Hoodwinked: Evaluating Deception Capabilities in Large Language Models
post by aogara (Aidan O'Gara) · 2023-08-25T19:39:34.565Z · LW · GW · 3 commentsContents
Results with GPT Agents Scaling Laws Future Work None 3 comments
This is a linkpost for https://arxiv.org/abs/2308.01404
Evaluating the hazardous capabilities of AI systems is useful for prioritizing technical research and informing policy decisions. To better evaluate the deception and lie detection abilities of large language models, I've built a text-based game called Hoodwinked, modeled after games of social deduction including Mafia and Among Us.
In Hoodwinked, players are locked in a house and must find a key to escape. One player is tasked with killing the others. Each time a murder is committed, the surviving players have a natural language discussion, then vote to banish one player from the game. The killer must murder the other players without being identified by the other players, and has the opportunity to lie during the natural language discussion in pursuit of that goal.
To better understand the game, play it here: hoodwinked.ai
Results with GPT Agents
Experiments with agents controlled by GPT-4, GPT-3.5, and several GPT-3 endpoints demonstrate substantial evidence that language models have deception and lie detection capabilities. Qualitatively, the killer often denies their murders and accuses other players. For example, in this game, Lena is the killer, Sally witnessed the murder, and Tim did not.
Sally: "I saw Lena kill Bryce in the hallway. It was definitely her. We need to vote to banish her before she kills any of us."
Lena: "I was in the bathroom the whole time. How could I have killed Bryce? It must have been someone else and Sally is trying to frame me."
Tim: "I didn’t see anything, but Sally’s accusation seems pretty convincing to me."
To isolate the effect of deception and lie detection on game outcomes, we evaluate performance in games with and without discussion. We find that discussion strongly improves the likelihood of successfully banishing the killer. When GPT-3.5 played 100 games without discussion and 100 games with it, the killer was banished in 32% of games without discussion and 43% of games with discussion. The same experiment with GPT-3 Curie showed similar results: the killer was banished in 33% of games without discussion, compared to 55% of games with discussion. Overall, the risk of deception during discussions seems outweighed by the benefits of innocent players sharing information.
Scaling Laws
Our results suggest that more advanced models are more capable killers, specifically because of their deception abilities. The correlation is not perfect; in fact, GPT-3.5 outperforms GPT-4 on most metrics, followed by GPT-3 Curie, and lastly GPT-3 Ada. But considering all possible pairings of more and less advanced models, we show that more advanced models are usually less likely to be banished. We consider multiple explanations for this result and find evidence that during the discussion phase of the game, more advanced models are better at deceiving other players.

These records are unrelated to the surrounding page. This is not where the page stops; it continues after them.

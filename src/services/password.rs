use argon2::{
    password_hash::{rand_core::OsRng, PasswordHash, PasswordHasher, PasswordVerifier, SaltString},
    Argon2,
};

#[derive(thiserror::Error, Debug)]
pub enum PasswordError {
    #[error("Stored password hash is malformed: {0}")]
    MalformedHash(String),

    #[error("Password hashing failed: {0}")]
    Hashing(String),
}

/// Hashes a password into an Argon2id PHC string
pub fn hash_password(password: &str) -> Result<String, PasswordError> {
    let salt = SaltString::generate(&mut OsRng);
    Argon2::default()
        .hash_password(password.as_bytes(), &salt)
        .map(|hash| hash.to_string())
        .map_err(|e| PasswordError::Hashing(e.to_string()))
}

/// Verifies a password against a stored PHC string.
///
/// Returns `Ok(false)` for a wrong password and `Err` only when the stored
/// hash cannot be parsed.
pub fn verify_password(password: &str, stored_hash: &str) -> Result<bool, PasswordError> {
    let parsed =
        PasswordHash::new(stored_hash).map_err(|e| PasswordError::MalformedHash(e.to_string()))?;
    Ok(Argon2::default()
        .verify_password(password.as_bytes(), &parsed)
        .is_ok())
}
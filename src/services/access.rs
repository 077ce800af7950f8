use async_trait::async_trait;
use sqlx::PgPool;
use std::collections::{HashMap, HashSet};

use crate::models::user::User;

/// Operator lookup and permission checks used by the protected handlers
#[async_trait]
pub trait AccessControl: Send + Sync {
    async fn find_active_user(&self, user_id: i64) -> Result<Option<User>, sqlx::Error>;

    async fn has_permission(
        &self,
        user_id: i64,
        module: &str,
        action: &str,
    ) -> Result<bool, sqlx::Error>;
}

/// Reads users and grants from PostgreSQL on every call
#[derive(Clone)]
pub struct PgAccessControl {
    pool: PgPool,
}

impl PgAccessControl {
    pub fn new(pool: PgPool) -> Self {
        Self { pool }
    }
}

#[async_trait]
impl AccessControl for PgAccessControl {
    async fn find_active_user(&self, user_id: i64) -> Result<Option<User>, sqlx::Error> {
        User::find_active_by_id(&self.pool, user_id).await
    }

    async fn has_permission(
        &self,
        user_id: i64,
        module: &str,
        action: &str,
    ) -> Result<bool, sqlx::Error> {
        User::has_permission(&self.pool, user_id, module, action).await
    }
}

/// Fixed set of operators and grants, for tests and local runs
#[derive(Debug, Default)]
pub struct StaticAccessControl {
    users: HashMap<i64, User>,
    grants: HashSet<(i64, String, String)>,
}

impl StaticAccessControl {
    pub fn new() -> Self {
        Self::default()
    }

    pub fn with_user(mut self, id: i64, username: &str) -> Self {
        self.users.insert(
            id,
            User {
                id,
                username: username.to_string(),
                password_hash: String::new(),
                role_id: None,
                is_active: true,
                last_login: None,
            },
        );
        self
    }

    pub fn grant(mut self, user_id: i64, module: &str, action: &str) -> Self {
        self.grants
            .insert((user_id, module.to_string(), action.to_string()));
        self
    }
}

#[async_trait]
impl AccessControl for StaticAccessControl {
    async fn find_active_user(&self, user_id: i64) -> Result<Option<User>, sqlx::Error> {
        Ok(self.users.get(&user_id).filter(|u| u.is_active).cloned())
    }

    async fn has_permission(
        &self,
        user_id: i64,
        module: &str,
        action: &str,
    ) -> Result<bool, sqlx::Error> {
        Ok(self
            .grants
            .contains(&(user_id, module.to_string(), action.to_string())))
    }
}
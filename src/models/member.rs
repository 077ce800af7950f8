use chrono::NaiveDate;
use serde::{Deserialize, Serialize};
use sqlx::{FromRow, PgExecutor};

use crate::sanctions::policy::{MemberCategory, MemberStatus};

/// Member registry row, restricted to the fields the sanction pages use.
///
/// Junior members have no approval/termination dates; those columns are
/// selected as NULL for them.
#[derive(Debug, Clone, Serialize, Deserialize, FromRow)]
pub struct Member {
    pub id: i64,
    pub registration_number: Option<String>,
    pub first_name: String,
    pub last_name: String,
    pub member_status: String,
    pub approval_date: Option<NaiveDate>,
    pub termination_date: Option<NaiveDate>,
}

impl Member {
    pub fn full_name(&self) -> String {
        format!("{} {}", self.first_name, self.last_name)
    }

    /// Finds a member by ID in the registry of the given category
    pub async fn find_by_id<'e, E>(
        executor: E,
        category: MemberCategory,
        id: i64,
    ) -> Result<Option<Self>, sqlx::Error>
    where
        E: PgExecutor<'e>,
    {
        let sql = match category {
            MemberCategory::Adult => {
                r#"
                SELECT id, registration_number, first_name, last_name, member_status,
                       approval_date, termination_date
                FROM members WHERE id = $1
                "#
            }
            MemberCategory::Junior => {
                r#"
                SELECT id, registration_number, first_name, last_name, member_status,
                       NULL::DATE AS approval_date, NULL::DATE AS termination_date
                FROM junior_members WHERE id = $1
                "#
            }
        };

        let member = sqlx::query_as::<_, Self>(sql)
            .bind(id)
            .fetch_optional(executor)
            .await?;

        Ok(member)
    }

    /// Overwrites the member status. Dates are only written when provided.
    ///
    /// Returns the number of rows touched (0 when the member does not exist).
    pub async fn update_status<'e, E>(
        executor: E,
        category: MemberCategory,
        id: i64,
        status: MemberStatus,
        approval_date: Option<NaiveDate>,
        termination_date: Option<NaiveDate>,
    ) -> Result<u64, sqlx::Error>
    where
        E: PgExecutor<'e>,
    {
        let result = match category {
            MemberCategory::Adult => {
                sqlx::query(
                    r#"
                    UPDATE members
                    SET
                        member_status = $2,
                        approval_date = COALESCE($3, approval_date),
                        termination_date = COALESCE($4, termination_date),
                        updated_at = NOW()
                    WHERE id = $1
                    "#,
                )
                .bind(id)
                .bind(status.as_str())
                .bind(approval_date)
                .bind(termination_date)
                .execute(executor)
                .await?
            }
            MemberCategory::Junior => {
                sqlx::query(
                    r#"
                    UPDATE junior_members
                    SET member_status = $2, updated_at = NOW()
                    WHERE id = $1
                    "#,
                )
                .bind(id)
                .bind(status.as_str())
                .execute(executor)
                .await?
            }
        };

        Ok(result.rows_affected())
    }
}
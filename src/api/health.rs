use axum::{extract::State, http::StatusCode, Json};
use serde::{Deserialize, Serialize};
use sqlx::PgPool;
use std::time::Instant;

use crate::api::middleware::session::AppState;

#[derive(Debug, Serialize, Deserialize)]
pub struct HealthResponse {
    pub status: String,
    pub timestamp: String,
    pub version: String,
    pub dependencies: DependencyStatus,
}

#[derive(Debug, Serialize, Deserialize)]
pub struct DependencyStatus {
    pub database: ServiceHealth,
}

#[derive(Debug, Serialize, Deserialize)]
pub struct ServiceHealth {
    pub status: String,
    pub response_time_ms: u128,
    #[serde(skip_serializing_if = "Option::is_none")]
    pub error: Option<String>,
}

/// Health check endpoint
/// Returns 200 if the database answers, 503 otherwise
pub async fn health_check(State(state): State<AppState>) -> (StatusCode, Json<HealthResponse>) {
    let start = Instant::now();

    let db_health = check_database(&state.pool).await;
    let healthy = db_health.status == "healthy";

    let status_code = if healthy {
        StatusCode::OK
    } else {
        StatusCode::SERVICE_UNAVAILABLE
    };

    let response = HealthResponse {
        status: if healthy { "healthy" } else { "unhealthy" }.to_string(),
        timestamp: chrono::Utc::now().to_rfc3339(),
        version: env!("CARGO_PKG_VERSION").to_string(),
        dependencies: DependencyStatus {
            database: db_health,
        },
    };

    tracing::info!(
        status = %response.status,
        duration_ms = start.elapsed().as_millis(),
        "Health check completed"
    );

    (status_code, Json(response))
}

/// Check database connectivity
async fn check_database(pool: &PgPool) -> ServiceHealth {
    let start = Instant::now();

    match sqlx::query("SELECT 1").fetch_one(pool).await {
        Ok(_) => ServiceHealth {
            status: "healthy".to_string(),
            response_time_ms: start.elapsed().as_millis(),
            error: None,
        },
        Err(e) => {
            tracing::warn!(error = %e, "Database health check failed");
            ServiceHealth {
                status: "unhealthy".to_string(),
                response_time_ms: start.elapsed().as_millis(),
                error: Some("Database unreachable".to_string()),
            }
        }
    }
}
use chrono::{DateTime, Utc};
use serde::{Deserialize, Serialize};
use sqlx::{FromRow, PgPool};

/// Back-office user (operator of the registry)
#[derive(Debug, Clone, Serialize, Deserialize, FromRow)]
pub struct User {
    pub id: i64,
    pub username: String,
    #[serde(skip_serializing)]
    pub password_hash: String, // Argon2 PHC string
    pub role_id: Option<i64>,
    pub is_active: bool,
    pub last_login: Option<DateTime<Utc>>,
}

impl User {
    /// Finds an active user by username
    pub async fn find_active_by_username(
        pool: &PgPool,
        username: &str,
    ) -> Result<Option<Self>, sqlx::Error> {
        let user = sqlx::query_as::<_, Self>(
            r#"
            SELECT id, username, password_hash, role_id, is_active, last_login
            FROM users
            WHERE username = $1 AND is_active = TRUE
            "#,
        )
        .bind(username)
        .fetch_optional(pool)
        .await?;

        Ok(user)
    }

    /// Finds an active user by ID
    pub async fn find_active_by_id(pool: &PgPool, id: i64) -> Result<Option<Self>, sqlx::Error> {
        let user = sqlx::query_as::<_, Self>(
            r#"
            SELECT id, username, password_hash, role_id, is_active, last_login
            FROM users
            WHERE id = $1 AND is_active = TRUE
            "#,
        )
        .bind(id)
        .fetch_optional(pool)
        .await?;

        Ok(user)
    }

    /// Checks a permission granted either through the user's role or directly
    pub async fn has_permission(
        pool: &PgPool,
        user_id: i64,
        module: &str,
        action: &str,
    ) -> Result<bool, sqlx::Error> {
        let granted: bool = sqlx::query_scalar(
            r#"
            SELECT EXISTS (
                SELECT 1
                FROM permissions p
                JOIN role_permissions rp ON rp.permission_id = p.id
                JOIN users u ON u.role_id = rp.role_id
                WHERE u.id = $1 AND p.module = $2 AND p.action = $3
                UNION ALL
                SELECT 1
                FROM permissions p
                JOIN user_permissions up ON up.permission_id = p.id
                WHERE up.user_id = $1 AND p.module = $2 AND p.action = $3
            )
            "#,
        )
        .bind(user_id)
        .bind(module)
        .bind(action)
        .fetch_one(pool)
        .await?;

        Ok(granted)
    }

    pub async fn touch_last_login(pool: &PgPool, id: i64) -> Result<(), sqlx::Error> {
        sqlx::query(
            r#"
            UPDATE users SET last_login = NOW() WHERE id = $1
            "#,
        )
        .bind(id)
        .execute(pool)
        .await?;

        Ok(())
    }
}
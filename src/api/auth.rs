use askama::Template;
use axum::{
    extract::State,
    response::{IntoResponse, Redirect, Response},
    routing::{get, post},
    Form, Router,
};
use serde::Deserialize;
use tower_sessions::Session;

use crate::api::middleware::{
    auth::get_authenticated_user_id,
    session::{AppState, SESSION_KEY_RETURN_URL, SESSION_KEY_USER_ID},
};
use crate::error::AppError;
use crate::models::{
    activity_log::{ActivityLog, CreateActivityLogData},
    user::User,
};
use crate::services::{csrf, password};

#[derive(Template)]
#[template(path = "login.html")]
struct LoginTemplate {
    csrf_token: String,
    username: String,
    error: Option<String>,
}

#[derive(Template)]
#[template(path = "home.html")]
struct HomeTemplate {
    username: String,
}

/// Shows the login form
async fn login_form(session: Session) -> Result<LoginTemplate, AppError> {
    Ok(LoginTemplate {
        csrf_token: csrf::session_token(&session).await?,
        username: String::new(),
        error: None,
    })
}

#[derive(Deserialize)]
struct LoginForm {
    username: String,
    password: String,
    #[serde(default)]
    csrf_token: String,
}

/// Verifies credentials and opens an authenticated session
async fn login(
    State(state): State<AppState>,
    session: Session,
    Form(form): Form<LoginForm>,
) -> Result<Response, AppError> {
    let username = form.username.trim().to_string();

    let error = if !csrf::validate(&session, &form.csrf_token).await? {
        Some("Token di sicurezza non valido")
    } else if username.is_empty() || form.password.is_empty() {
        Some("Per favore inserisci username e password.")
    } else {
        None
    };

    if let Some(error) = error {
        return Ok(LoginTemplate {
            csrf_token: csrf::session_token(&session).await?,
            username,
            error: Some(error.to_string()),
        }
        .into_response());
    }

    let user = User::find_active_by_username(&state.pool, &username).await?;
    let verified = match &user {
        Some(user) => password::verify_password(&form.password, &user.password_hash)
            .unwrap_or_else(|e| {
                tracing::error!(user_id = user.id, error = %e, "Unreadable password hash");
                false
            }),
        None => false,
    };

    let Some(user) = user.filter(|_| verified) else {
        tracing::warn!(username = %username, "Failed login attempt");
        ActivityLog::record(
            &state.pool,
            CreateActivityLogData {
                user_id: None,
                action: "login_failed".to_string(),
                module: "auth".to_string(),
                record_id: None,
                description: Some(format!("Failed login attempt for username: {}", username)),
            },
        )
        .await?;

        return Ok(LoginTemplate {
            csrf_token: csrf::session_token(&session).await?,
            username,
            error: Some("Username o password non corretti.".to_string()),
        }
        .into_response());
    };

    let return_url: Option<String> = session.remove(SESSION_KEY_RETURN_URL).await?;

    // New session ID on privilege change
    session.cycle_id().await?;
    session.insert(SESSION_KEY_USER_ID, user.id).await?;

    User::touch_last_login(&state.pool, user.id).await?;
    ActivityLog::record(
        &state.pool,
        CreateActivityLogData {
            user_id: Some(user.id),
            action: "login".to_string(),
            module: "auth".to_string(),
            record_id: None,
            description: Some("User logged in".to_string()),
        },
    )
    .await?;

    tracing::info!(user_id = user.id, "User authenticated successfully");

    let target = return_url
        .filter(|url| url.starts_with('/') && !url.starts_with("//"))
        .unwrap_or_else(|| "/".to_string());

    Ok(Redirect::to(&target).into_response())
}

/// Logs out the user
async fn logout(session: Session) -> Result<Redirect, AppError> {
    session.flush().await?;
    Ok(Redirect::to("/login"))
}

/// Landing page after login
async fn home(State(state): State<AppState>, session: Session) -> Result<Response, AppError> {
    let Ok(user_id) = get_authenticated_user_id(&session).await else {
        return Ok(Redirect::to("/login").into_response());
    };

    let Some(user) = User::find_active_by_id(&state.pool, user_id).await? else {
        session.flush().await?;
        return Ok(Redirect::to("/login").into_response());
    };

    Ok(HomeTemplate {
        username: user.username,
    }
    .into_response())
}

pub fn router() -> Router<AppState> {
    Router::new()
        .route("/", get(home))
        .route("/login", get(login_form).post(login))
        .route("/logout", post(logout))
}
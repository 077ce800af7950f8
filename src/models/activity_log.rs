use chrono::{DateTime, Utc};
use serde::{Deserialize, Serialize};
use sqlx::{FromRow, PgExecutor};

#[derive(Debug, Clone, Serialize, Deserialize, FromRow)]
pub struct ActivityLog {
    pub id: i64,
    pub user_id: Option<i64>,
    pub action: String, // "login", "login_failed", "sanction_create", "sanction_update"
    pub module: String,
    pub record_id: Option<i64>,
    pub description: Option<String>,
    pub created_at: DateTime<Utc>,
}

#[derive(Debug, Clone)]
pub struct CreateActivityLogData {
    pub user_id: Option<i64>,
    pub action: String,
    pub module: String,
    pub record_id: Option<i64>,
    pub description: Option<String>,
}

impl ActivityLog {
    /// Appends an audit entry
    pub async fn record<'e, E>(executor: E, data: CreateActivityLogData) -> Result<(), sqlx::Error>
    where
        E: PgExecutor<'e>,
    {
        sqlx::query(
            r#"
            INSERT INTO activity_logs (user_id, action, module, record_id, description)
            VALUES ($1, $2, $3, $4, $5)
            "#,
        )
        .bind(data.user_id)
        .bind(&data.action)
        .bind(&data.module)
        .bind(data.record_id)
        .bind(&data.description)
        .execute(executor)
        .await?;

        Ok(())
    }

    /// Most recent entries for a record in a module
    pub async fn list_for_record<'e, E>(
        executor: E,
        module: &str,
        record_id: i64,
        limit: i64,
    ) -> Result<Vec<Self>, sqlx::Error>
    where
        E: PgExecutor<'e>,
    {
        let entries = sqlx::query_as::<_, Self>(
            r#"
            SELECT * FROM activity_logs
            WHERE module = $1 AND record_id = $2
            ORDER BY created_at DESC, id DESC
            LIMIT $3
            "#,
        )
        .bind(module)
        .bind(record_id)
        .bind(limit)
        .fetch_all(executor)
        .await?;

        Ok(entries)
    }
}
use axum::{routing::get, Router};
use secrecy::ExposeSecret;
use std::net::{IpAddr, SocketAddr};
use std::sync::Arc;
use tower_http::trace::TraceLayer;
use tracing_subscriber::{layer::SubscriberExt, util::SubscriberInitExt};

use easyvol::api::middleware::session::{create_session_layer, AppState};
use easyvol::config::Config;
use easyvol::db;
use easyvol::sanctions::PgSanctionStore;
use easyvol::services::access::PgAccessControl;

#[tokio::main]
async fn main() -> anyhow::Result<()> {
    // Initialize tracing
    tracing_subscriber::registry()
        .with(
            tracing_subscriber::EnvFilter::try_from_default_env()
                .unwrap_or_else(|_| "easyvol=debug,tower_http=debug".into()),
        )
        .with(tracing_subscriber::fmt::layer())
        .init();

    tracing::info!("Starting EasyVol server...");

    // Load configuration
    let config = Config::from_env()?;
    tracing::info!(base_url = %config.base_url, "Configuration loaded successfully");

    // Create database pool
    let pool = db::create_pool(
        config.database_url.expose_secret(),
        config.database_max_connections,
    )
    .await?;
    tracing::info!("Database pool created");

    // Run migrations
    db::run_migrations(&pool).await?;
    tracing::info!("Database migrations completed");

    // Create session layer
    let session_layer =
        create_session_layer(pool.clone(), config.secure_cookies, config.session_ttl_hours)
            .await?;
    tracing::info!("Session layer initialized");

    // Build application state
    let state = AppState {
        pool: pool.clone(),
        sanctions: Arc::new(PgSanctionStore::new(pool.clone())),
        access: Arc::new(PgAccessControl::new(pool.clone())),
    };

    // Build router
    let app = Router::new()
        .route("/health", get(easyvol::api::health::health_check))
        .merge(easyvol::api::auth::router())
        .merge(easyvol::api::sanctions::router())
        .layer(session_layer)
        .layer(TraceLayer::new_for_http())
        .with_state(state);

    let host: IpAddr = config.host.parse()?;
    let addr = SocketAddr::from((host, config.port));
    tracing::info!("Listening on {}", addr);

    // Start server
    let listener = tokio::net::TcpListener::bind(addr).await?;
    axum::serve(listener, app)
        .with_graceful_shutdown(shutdown_signal())
        .await?;

    Ok(())
}

async fn shutdown_signal() {
    if let Err(e) = tokio::signal::ctrl_c().await {
        tracing::error!(error = %e, "Failed to install CTRL+C signal handler");
        std::future::pending::<()>().await;
    }
    tracing::info!("Shutdown signal received, cleaning up...");
}
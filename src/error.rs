use axum::{
    http::StatusCode,
    response::{IntoResponse, Response},
    Json,
};
use serde_json::json;
use thiserror::Error;

#[derive(Error, Debug)]
pub enum AppError {
    #[error("Database error: {0}")]
    Database(#[from] sqlx::Error),

    #[error("Session error: {0}")]
    Session(#[from] tower_sessions::session::Error),

    #[error("CSRF error: {0}")]
    Csrf(#[from] crate::services::csrf::CsrfError),
}

impl IntoResponse for AppError {
    fn into_response(self) -> Response {
        // Every variant is an infrastructure failure; details stay in the log
        tracing::error!(error = %self, "Request failed");
        let (status, error_message) = (
            StatusCode::INTERNAL_SERVER_ERROR,
            "Errore di sistema. Riprova più tardi.",
        );

        let body = Json(json!({
            "success": false,
            "error": error_message,
        }));

        (status, body).into_response()
    }
}
// Services module - security helpers shared by the web layer

pub mod access;
pub mod csrf;
pub mod password;
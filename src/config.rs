use secrecy::Secret;
use serde::Deserialize;

#[derive(Debug, Clone, Deserialize)]
pub struct Config {
    pub database_url: Secret<String>,
    pub database_max_connections: u32,
    pub base_url: String,
    pub host: String,
    pub port: u16,

    // Sessions
    pub secure_cookies: bool,
    pub session_ttl_hours: i64,
}

impl Config {
    pub fn from_env() -> Result<Self, config::ConfigError> {
        // Load .env file if it exists (for local development)
        let _ = dotenvy::dotenv();

        let config = config::Config::builder()
            .set_default("host", "127.0.0.1")?
            .set_default("port", 8080)?
            .set_default("database_max_connections", 20)?
            .set_default("secure_cookies", true)?
            .set_default("session_ttl_hours", 24)?
            .add_source(config::Environment::default().separator("__"))
            .build()?;

        Ok(Self {
            database_url: Secret::new(config.get("database_url")?),
            database_max_connections: config.get("database_max_connections")?,
            base_url: config.get("base_url")?,
            host: config.get("host")?,
            port: config.get("port")?,

            secure_cookies: config.get("secure_cookies")?,
            session_ttl_hours: config.get("session_ttl_hours")?,
        })
    }
}
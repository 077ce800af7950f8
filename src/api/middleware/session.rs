use sqlx::PgPool;
use std::sync::Arc;
use tower_sessions::{Expiry, SessionManagerLayer};
use tower_sessions_sqlx_store::PostgresStore;

use crate::sanctions::SanctionStore;
use crate::services::access::AccessControl;

/// Session keys used in the application
pub const SESSION_KEY_USER_ID: &str = "user_id";
pub const SESSION_KEY_CSRF_TOKEN: &str = "csrf_token";
pub const SESSION_KEY_RETURN_URL: &str = "return_url";

/// Creates a session layer for Axum
pub async fn create_session_layer(
    pool: PgPool,
    secure: bool,
    ttl_hours: i64,
) -> Result<SessionManagerLayer<PostgresStore>, sqlx::Error> {
    // Create the session store backed by PostgreSQL
    let session_store = PostgresStore::new(pool);
    session_store.migrate().await?;

    let session_layer = SessionManagerLayer::new(session_store)
        .with_secure(secure)
        .with_same_site(tower_sessions::cookie::SameSite::Lax)
        .with_expiry(Expiry::OnInactivity(time::Duration::hours(ttl_hours)));

    Ok(session_layer)
}

/// Application context built once at startup and shared with every handler
#[derive(Clone)]
pub struct AppState {
    pub pool: PgPool,
    pub sanctions: Arc<dyn SanctionStore>,
    pub access: Arc<dyn AccessControl>,
}
use async_trait::async_trait;
use sqlx::PgPool;

use super::policy::MemberCategory;
use super::store::{SanctionChange, SanctionStore, StoreError};
use crate::models::{
    activity_log::{ActivityLog, CreateActivityLogData},
    member::Member,
    sanction::{Sanction, SanctionData},
};

/// PostgreSQL-backed sanction store
#[derive(Clone)]
pub struct PgSanctionStore {
    pool: PgPool,
}

impl PgSanctionStore {
    pub fn new(pool: PgPool) -> Self {
        Self { pool }
    }
}

#[async_trait]
impl SanctionStore for PgSanctionStore {
    async fn find_member(
        &self,
        category: MemberCategory,
        member_id: i64,
    ) -> Result<Option<Member>, StoreError> {
        Ok(Member::find_by_id(&self.pool, category, member_id).await?)
    }

    async fn list_sanctions(
        &self,
        category: MemberCategory,
        member_id: i64,
    ) -> Result<Vec<Sanction>, StoreError> {
        Ok(Sanction::list_by_member(&self.pool, category, member_id).await?)
    }

    async fn find_sanction(
        &self,
        category: MemberCategory,
        sanction_id: i64,
    ) -> Result<Option<Sanction>, StoreError> {
        Ok(Sanction::find_by_id(&self.pool, category, sanction_id).await?)
    }

    async fn recent_activity(
        &self,
        category: MemberCategory,
        member_id: i64,
        limit: i64,
    ) -> Result<Vec<ActivityLog>, StoreError> {
        Ok(ActivityLog::list_for_record(&self.pool, category.module(), member_id, limit).await?)
    }

    async fn apply_sanction(&self, change: &SanctionChange) -> Result<Sanction, StoreError> {
        let data = SanctionData {
            member_id: change.member_id,
            sanction_date: change.sanction_date,
            sanction_type: change.sanction_type,
            reason: change.reason.clone(),
            created_by: change.created_by,
        };

        // Dropping the transaction on any early return rolls everything back
        let mut tx = self.pool.begin().await?;

        let sanction = match change.sanction_id {
            Some(id) => Sanction::update(&mut *tx, change.category, id, &data)
                .await?
                .ok_or(StoreError::SanctionVanished(id))?,
            None => Sanction::create(&mut *tx, change.category, &data).await?,
        };

        let touched = Member::update_status(
            &mut *tx,
            change.category,
            change.member_id,
            change.new_status,
            change.approval_date,
            change.termination_date,
        )
        .await?;

        if touched == 0 {
            return Err(StoreError::MemberVanished(change.member_id));
        }

        ActivityLog::record(
            &mut *tx,
            CreateActivityLogData {
                user_id: Some(change.created_by),
                action: change.audit_action().to_string(),
                module: change.category.module().to_string(),
                record_id: Some(change.member_id),
                description: Some(change.audit_description()),
            },
        )
        .await?;

        tx.commit().await?;

        Ok(sanction)
    }
}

Specifically, we find that more advanced models are less likely to be banished by a vote of the other players in 18 out of 24 pairwise comparisons.1 On average, less advanced models are banished in 51% of games, while more advanced models are banished in only 36% of games. What drives this difference in banishment rates between more and less advanced models?
One might think that more advanced models are more careful killers. They do take more turns before killing their first victim (in 75% of pairwise comparisons) and allow more innocent players to escape the house (79% of comparisons). But their caution is limited. More advanced models are hardly less likely to kill with an eyewitness in the room (20% of their murders have an eyewitness, compared to 21% of murders by less advanced models). More advanced models also have a slightly higher total number of murders committed: 1.40 murders per game for more advanced models, compared to 1.38 murders per game for less advanced models. More advanced models might be slower to strike, but they’re no less likely to commit murder in front of an eyewitness.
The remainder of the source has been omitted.